Im Verbund mit einem minimalistisch genialen Bühnenbild – eigentlich nur sechs immer wieder neu arrangierte Spiegel – von Mitra Nadjmabadi und der funktionalen Videoarbeit von Phillip Hohenwarter: Besonders das Schlussbild fasziniert, wenn zum scharfen Geräusch des niedersausenden Fallbeils in rotes und weißes Licht getaucht ein Abgesang auf die Revolution erklingt mit ihrer zerborstenen Hoffnung auf mehr Menschlichkeit in dieser Welt des Chaos.

Dantons Tod Reloaded
nach Georg Büchner von Mahin Sadri und Amir Reza Koohestani
Regie: Amir Reza Koohestani, Bühne: Mitra Nadjmabadi, Kostüme: Natasha Jenkins, Video: Phillip Hohenwarter, Musik: Matthias Peyker, Dramaturgie: Susanne Meister.
Mit: Stefan Stern, Oliver Mallison, Pauline Rénevier, Toini Ruhnke, Neda Rahmanian, Mahin Sadri.
Premiere am 7. September 2023
Kooperation Thalia Theater Hamburg und Kunstfest Weimar
Dauer: 1 Stunde 45 Minuten, keine Pause

www.kunstfest-weimar.de

 Kritikenrundschau

"Koohestani weiß um das historische Gefälle und die vergleichsweise Belanglosigkeit heutiger Erregungsroutinen", findet Eberhard Spreng im Deutschlandfunk (8.9.2023). "Hier wird ein historischer Hallraum geöffnet, in dem vor allem die Gott sei Dank zahlreichen Büchnerzitate wie Sprachmonumente der existentiellen Verlorenheit herausstechen, unter ihnen frühe Dokumente der Fusion von Eros und Todessehnsucht." In all die europäischen Konflikträume zwischen Klassen, Sex und Gender strahlten wie von einem ferner Planeten Bilder aus dem Iran, wo die Co-Autorin Mahin Sadri Video-Posts aufnimmt, die ihr im Iran sehr gefährlich werden können. Nur: "Warum bleiben die Botschaften aus dem Iran, dessen Wächterrat und andere Instanzen des Schreckens dem altem französischen Vorbild viel näher sind, so abgerückt und fragmentarisch?"

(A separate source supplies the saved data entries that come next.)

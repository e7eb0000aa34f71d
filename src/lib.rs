//! exprmatch - Structural Pattern Matching over Symbolic Expressions
//!
//! This library decides whether a concrete expression tree has the same shape
//! as a template. Templates are ordinary expression trees in which specially
//! named variables act as placeholders.
//!
//! # Architecture
//!
//! The engine consists of two stages:
//!
//! 1. **Compilation** (`backend::compile`)
//!    - Classifies every template node into an immutable `PatternNode`
//!    - Turns `TREE`, `CONST`, `VAR` into anonymous wildcards
//!    - Turns `TREE_a`, `CONST_a_b`, `VAR_x`, ... into named placeholders and
//!      records their aliases in a `NameRegistry`
//!
//! 2. **Matching** (`backend::matcher`)
//!    - Walks pattern and candidate in lockstep
//!    - Seeds a fresh binding environment from the registry on every call
//!    - Enforces consistency between occurrences of the same alias
//!    - Never backtracks: the first viable binding is final
//!
//! # Example
//!
//! ```rust
//! use exprmatch::{compile, Expr, OpKind};
//!
//! // Template: VAR_foo + sin(CONST * VAR_foo)
//! let template = Expr::add(
//!     Expr::variable("VAR_foo").unwrap(),
//!     Expr::apply(
//!         OpKind::Sin,
//!         Expr::mul(
//!             Expr::variable("CONST").unwrap(),
//!             Expr::variable("VAR_foo").unwrap(),
//!         ),
//!     )
//!     .unwrap(),
//! );
//! let pattern = compile(&template);
//!
//! // a + sin(5 * a)
//! let a = Expr::variable("a").unwrap();
//! let candidate = Expr::add(
//!     a.clone(),
//!     Expr::apply(OpKind::Sin, Expr::mul(Expr::constant(5.0), a)).unwrap(),
//! );
//! assert!(pattern.matches(&candidate));
//! ```
//!
//! # Placeholder Vocabulary
//!
//! - **`TREE`** matches any subtree, **`CONST`** any constant, **`VAR`** any variable
//! - **`TREE_<aliases>`** / **`CONST_<aliases>`** / **`VAR_<aliases>`**: named
//!   placeholders; `<aliases>` is split on `_` and each alias behaves as an
//!   OR-candidate for binding
//! - Any other variable is a literal matched by exact name
//! - The vocabulary can be changed with `PlaceholderConfig` (TOML-loadable)

pub mod backend;
pub mod expr;

pub use backend::{
    compile, compile_with, match_pattern, ConfigError, NameRegistry, Pattern, PatternNode,
    PlaceholderConfig, LITERAL_EPSILON,
};
pub use expr::{identical, Arity, Expr, ExprError, OpKind, Operation};
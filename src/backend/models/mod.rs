pub(crate) mod bindings;
pub mod pattern;
pub mod registry;

pub(crate) use bindings::{Bindings, SlotTable};
pub use pattern::{Aliases, Pattern, PatternNode};
pub use registry::NameRegistry;
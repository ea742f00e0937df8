//! Orderings over task collections.
//!
//! Both sorts are stable. `by_deadline` puts tasks without a parsable
//! deadline date after every dated task, in their original relative order.

use std::cmp::Ordering;

use crate::task::Task;

/// Earliest deadline first; undated and unparsable dates last.
pub fn by_deadline(mut tasks: Vec<Task>) -> Vec<Task> {
    tasks.sort_by(compare_deadline);
    tasks
}

/// High (1) before Medium (2) before Low (3).
pub fn by_priority(mut tasks: Vec<Task>) -> Vec<Task> {
    tasks.sort_by_key(|task| task.priority);
    tasks
}

fn compare_deadline(left: &Task, right: &Task) -> Ordering {
    match (left.deadline_date.datetime(), right.deadline_date.datetime()) {
        (Some(left), Some(right)) => left.cmp(&right),
        (Some(_), None) => Ordering::Less,
        (None, Some(_)) => Ordering::Greater,
        (None, None) => Ordering::Equal,
    }
}
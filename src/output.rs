//! Shared output formatting for taskstash CLI commands.

use serde::Serialize;

use crate::error::{exit_codes, Error, Result};

pub const SCHEMA_VERSION: &str = "taskstash.v1";

#[derive(Debug, Clone, Copy)]
pub struct OutputOptions {
    pub json: bool,
    pub quiet: bool,
}

#[derive(Debug, Clone)]
pub struct HumanOutput {
    header: String,
    summary: Vec<(String, String)>,
    details: Vec<String>,
    warnings: Vec<String>,
}

impl HumanOutput {
    pub fn new(header: impl Into<String>) -> Self {
        Self {
            header: header.into(),
            summary: Vec::new(),
            details: Vec::new(),
            warnings: Vec::new(),
        }
    }

    pub fn push_summary(&mut self, key: impl Into<String>, value: impl Into<String>) {
        self.summary.push((key.into(), value.into()));
    }

    pub fn push_detail(&mut self, value: impl Into<String>) {
        self.details.push(value.into());
    }

    pub fn push_warning(&mut self, value: impl Into<String>) {
        self.warnings.push(value.into());
    }
}

#[derive(Serialize)]
struct SuccessEnvelope<'a, T: Serialize> {
    schema_version: &'static str,
    command: &'a str,
    status: &'static str,
    data: &'a T,
    #[serde(skip_serializing_if = "<[String]>::is_empty")]
    warnings: &'a [String],
}

#[derive(Serialize)]
struct ErrorEnvelope<'a> {
    schema_version: &'static str,
    command: &'a str,
    status: &'static str,
    error: ErrorBody,
    #[serde(skip_serializing_if = "Option::is_none")]
    hint: Option<String>,
}

#[derive(Serialize)]
struct ErrorBody {
    message: String,
    code: i32,
    kind: &'static str,
    #[serde(skip_serializing_if = "Option::is_none")]
    details: Option<serde_json::Value>,
}

fn print_json<T: Serialize>(payload: &T) -> Result<()> {
    println!("{}", serde_json::to_string_pretty(payload)?);
    Ok(())
}

/// Print a command result: a JSON envelope with `--json`, nothing with
/// `--quiet`, otherwise the human rendering.
pub fn emit_success<T: Serialize>(
    options: OutputOptions,
    command: &str,
    data: &T,
    human: Option<&HumanOutput>,
) -> Result<()> {
    if options.json {
        return print_json(&SuccessEnvelope {
            schema_version: SCHEMA_VERSION,
            command,
            status: "success",
            data,
            warnings: human.map(|h| h.warnings.as_slice()).unwrap_or_default(),
        });
    }

    match human {
        Some(human) if !options.quiet => println!("{}", format_human(human)),
        _ => {}
    }
    Ok(())
}

/// Report a failed command. JSON goes to stdout, text to stderr.
pub fn emit_error(command: &str, err: &Error, json: bool) -> Result<()> {
    let hint = error_hint(err);
    if json {
        return print_json(&ErrorEnvelope {
            schema_version: SCHEMA_VERSION,
            command,
            status: "error",
            error: ErrorBody {
                message: err.to_string(),
                code: err.exit_code(),
                kind: error_kind(err),
                details: err.details(),
            },
            hint,
        });
    }

    eprintln!("error: {err}");
    if let Some(hint) = hint {
        eprintln!("hint: {hint}");
    }
    Ok(())
}

pub fn format_human(output: &HumanOutput) -> String {
    let mut lines = Vec::new();
    lines.push(output.header.clone());

    push_summary(&mut lines, &output.summary);
    push_section(&mut lines, "Details", &output.details);
    push_section(&mut lines, "Warnings", &output.warnings);

    lines.join("\n")
}

pub fn infer_command_name_from_args() -> String {
    command_name_from(std::env::args().skip(1))
}

fn command_name_from(args: impl IntoIterator<Item = String>) -> String {
    let mut words = Vec::new();
    let mut args = args.into_iter();
    while let Some(arg) = args.next() {
        if arg == "--data-dir" {
            args.next();
            continue;
        }
        if !arg.starts_with('-') {
            words.push(arg);
        }
    }

    let mut words = words.into_iter();
    let Some(command) = words.next() else {
        return "taskstash".to_string();
    };

    if matches!(command.as_str(), "completed" | "category") {
        if let Some(sub) = words.next() {
            return format!("{command} {sub}");
        }
    }
    command
}

fn error_kind(err: &Error) -> &'static str {
    match err.exit_code() {
        exit_codes::USER_ERROR => "user_error",
        _ => "operation_failed",
    }
}

fn error_hint(err: &Error) -> Option<String> {
    match err {
        Error::TaskNotFound(_) => Some("taskstash list".to_string()),
        Error::AmbiguousTaskId { .. } => Some("use more characters of the id".to_string()),
        Error::Category(_) => Some("taskstash category list".to_string()),
        Error::InvalidConfig(_) => Some("fix taskstash.toml then retry".to_string()),
        Error::LockFailed(_) => Some("another taskstash process is busy; retry".to_string()),
        _ => None,
    }
}

fn push_summary(lines: &mut Vec<String>, summary: &[(String, String)]) {
    if summary.is_empty() {
        return;
    }

    lines.push(String::new());
    lines.push("Summary:".to_string());
    for (key, value) in summary {
        if value.is_empty() {
            lines.push(format!("- {key}"));
        } else {
            lines.push(format!("- {key}: {value}"));
        }
    }
}

fn push_section(lines: &mut Vec<String>, title: &str, items: &[String]) {
    if items.is_empty() {
        return;
    }

    lines.push(String::new());
    lines.push(format!("{title}:"));
    for item in items {
        lines.push(format!("- {item}"));
    }
}

#[cfg(test)]
mod tests {
    use super::*;

    #[test]
    fn human_output_sections() {
        let mut output = HumanOutput::new("Task created");
        output.push_summary("ID", "01ABC");
        output.push_summary("Overdue", "");
        output.push_detail("Buy milk");
        output.push_warning("careful");

        let text = format_human(&output);
        assert_eq!(
            text,
            concat!(
                "Task created\n\nSummary:\n- ID: 01ABC\n- Overdue\n\n",
                "Details:\n- Buy milk\n\nWarnings:\n- careful"
            )
        );
    }

    #[test]
    fn command_name_skips_global_options() {
        let args = |list: &[&str]| list.iter().map(|s| s.to_string()).collect::<Vec<_>>();
        assert_eq!(
            command_name_from(args(&["--data-dir", "/tmp/x", "--json", "rm", "01A"])),
            "rm"
        );
        assert_eq!(
            command_name_from(args(&["-q", "category", "add", "Work"])),
            "category add"
        );
        assert_eq!(command_name_from(args(&["--json"])), "taskstash");
    }

    #[test]
    fn header_only_when_empty() {
        assert_eq!(format_human(&HumanOutput::new("No tasks")), "No tasks");
    }
}
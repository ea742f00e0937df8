#![allow(dead_code)]

use std::fs;
use std::path::{Path, PathBuf};

use assert_cmd::Command;
use tempfile::TempDir;
use taskstash::storage::FileStorage;
use taskstash::TaskBook;

/// A throwaway data directory.
pub struct TestStash {
    dir: TempDir,
}

impl TestStash {
    pub fn new() -> Self {
        let dir = tempfile::tempdir().expect("failed to create tempdir");
        Self { dir }
    }

    pub fn path(&self) -> &Path {
        self.dir.path()
    }

    pub fn book(&self) -> TaskBook {
        TaskBook::open_dir(self.path()).expect("open task book")
    }

    pub fn storage(&self) -> FileStorage {
        FileStorage::new(self.path())
    }

    pub fn write_file(&self, rel_path: &str, contents: &str) -> std::io::Result<PathBuf> {
        let path = self.path().join(rel_path);
        fs::write(&path, contents)?;
        Ok(path)
    }

    pub fn read_file(&self, rel_path: &str) -> Option<String> {
        fs::read_to_string(self.path().join(rel_path)).ok()
    }

    /// The binary pointed at this data directory.
    pub fn cmd(&self) -> Command {
        let mut cmd = Command::cargo_bin("taskstash").expect("binary");
        cmd.env_remove("RUST_LOG");
        cmd.arg("--data-dir").arg(self.path());
        cmd
    }

    /// Run a `--json` command and return its `data` payload.
    pub fn json(&self, args: &[&str]) -> serde_json::Value {
        let output = self
            .cmd()
            .arg("--json")
            .args(args)
            .output()
            .expect("run taskstash");
        assert!(
            output.status.success(),
            "taskstash {args:?} failed: {}",
            String::from_utf8_lossy(&output.stdout)
        );
        let value: serde_json::Value =
            serde_json::from_slice(&output.stdout).expect("json output");
        value["data"].clone()
    }
}
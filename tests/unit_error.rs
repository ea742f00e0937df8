use std::path::PathBuf;

use taskstash::error::{exit_codes, CategoryError, Error};

#[test]
fn exit_codes_map_correctly() {
    let user = Error::InvalidArgument("bad".to_string());
    assert_eq!(user.exit_code(), exit_codes::USER_ERROR);

    let category: Error = CategoryError::EmptyName.into();
    assert_eq!(category.exit_code(), exit_codes::USER_ERROR);

    let op = Error::LockFailed(PathBuf::from("/tmp/stash/.lock"));
    assert_eq!(op.exit_code(), exit_codes::OPERATION_FAILED);
}

#[test]
fn category_errors_display_transparently() {
    let err: Error = CategoryError::DuplicateName("Work".to_string()).into();
    assert_eq!(err.to_string(), "Category already exists: Work");
    assert_eq!(
        err.details(),
        Some(serde_json::json!({ "category_error": "duplicate_name" }))
    );
}

#[test]
fn ambiguous_ids_carry_details() {
    let err = Error::AmbiguousTaskId {
        input: "01H".to_string(),
        matches: 3,
    };
    assert!(err.to_string().contains("ambiguous"));
    assert_eq!(
        err.details(),
        Some(serde_json::json!({ "input": "01H", "matches": 3 }))
    );
    assert!(Error::TaskNotFound("x".to_string()).details().is_none());
}
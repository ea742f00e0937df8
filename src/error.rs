//! Error types for taskstash
//!
//! Exit codes:
//! - 2: User error (bad args, unknown task, category rule violation)
//! - 4: Operation failed (I/O, lock contention, serialization)

use std::path::PathBuf;
use thiserror::Error;

/// Exit codes for the taskstash CLI
pub mod exit_codes {
    pub const USER_ERROR: i32 = 2;
    pub const OPERATION_FAILED: i32 = 4;
}

/// Rejections from the category store.
///
/// These never escape as panics; callers decide how to phrase them.
#[derive(Error, Debug, Clone, PartialEq, Eq)]
pub enum CategoryError {
    #[error("Category name cannot be empty")]
    EmptyName,

    #[error("Category already exists: {0}")]
    DuplicateName(String),

    #[error("Category name is reserved: {0}")]
    ReservedName(String),

    #[error("Category not found: {0}")]
    NotFound(String),
}

/// Main error type for taskstash operations
#[derive(Error, Debug)]
pub enum Error {
    // User errors (exit code 2)
    #[error("Invalid configuration: {0}")]
    InvalidConfig(String),

    #[error("Invalid argument: {0}")]
    InvalidArgument(String),

    #[error("Task not found: {0}")]
    TaskNotFound(String),

    #[error("Task id '{input}' is ambiguous ({matches} matches)")]
    AmbiguousTaskId { input: String, matches: usize },

    #[error(transparent)]
    Category(#[from] CategoryError),

    // Operation failures (exit code 4)
    #[error("IO error: {0}")]
    Io(#[from] std::io::Error),

    #[error("JSON error: {0}")]
    Json(#[from] serde_json::Error),

    #[error("TOML parse error: {0}")]
    TomlParse(#[from] toml::de::Error),

    #[error("Lock acquisition failed: {0}")]
    LockFailed(PathBuf),

    #[error("Could not determine a data directory; pass --data-dir")]
    NoDataDir,
}

impl Error {
    /// Get the exit code for this error
    pub fn exit_code(&self) -> i32 {
        match self {
            Error::InvalidConfig(_)
            | Error::InvalidArgument(_)
            | Error::TaskNotFound(_)
            | Error::AmbiguousTaskId { .. }
            | Error::Category(_)
            | Error::NoDataDir => exit_codes::USER_ERROR,

            Error::Io(_)
            | Error::Json(_)
            | Error::TomlParse(_)
            | Error::LockFailed(_) => exit_codes::OPERATION_FAILED,
        }
    }

    /// Structured details for JSON error output, when the variant carries any.
    pub fn details(&self) -> Option<serde_json::Value> {
        match self {
            Error::AmbiguousTaskId { input, matches } => Some(serde_json::json!({
                "input": input,
                "matches": matches,
            })),
            Error::Category(err) => Some(serde_json::json!({
                "category_error": category_error_kind(err),
            })),
            Error::LockFailed(path) => Some(serde_json::json!({
                "lock_path": path.display().to_string(),
            })),
            _ => None,
        }
    }
}

fn category_error_kind(err: &CategoryError) -> &'static str {
    match err {
        CategoryError::EmptyName => "empty_name",
        CategoryError::DuplicateName(_) => "duplicate_name",
        CategoryError::ReservedName(_) => "reserved_name",
        CategoryError::NotFound(_) => "not_found",
    }
}

/// Result type alias for taskstash operations
pub type Result<T> = std::result::Result<T, Error>;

Erst falle Büchners Text in private Konflikte hinein, "dann ist es umgekehrt, schließlich fällt alles in eins - dabei aber keineswegs in sich zusammen. Im Gegenteil: Das erhebt sich gegenseitig", schreibt Michael Helbling in der Thüringischen Landeszeitung (9.9.2023).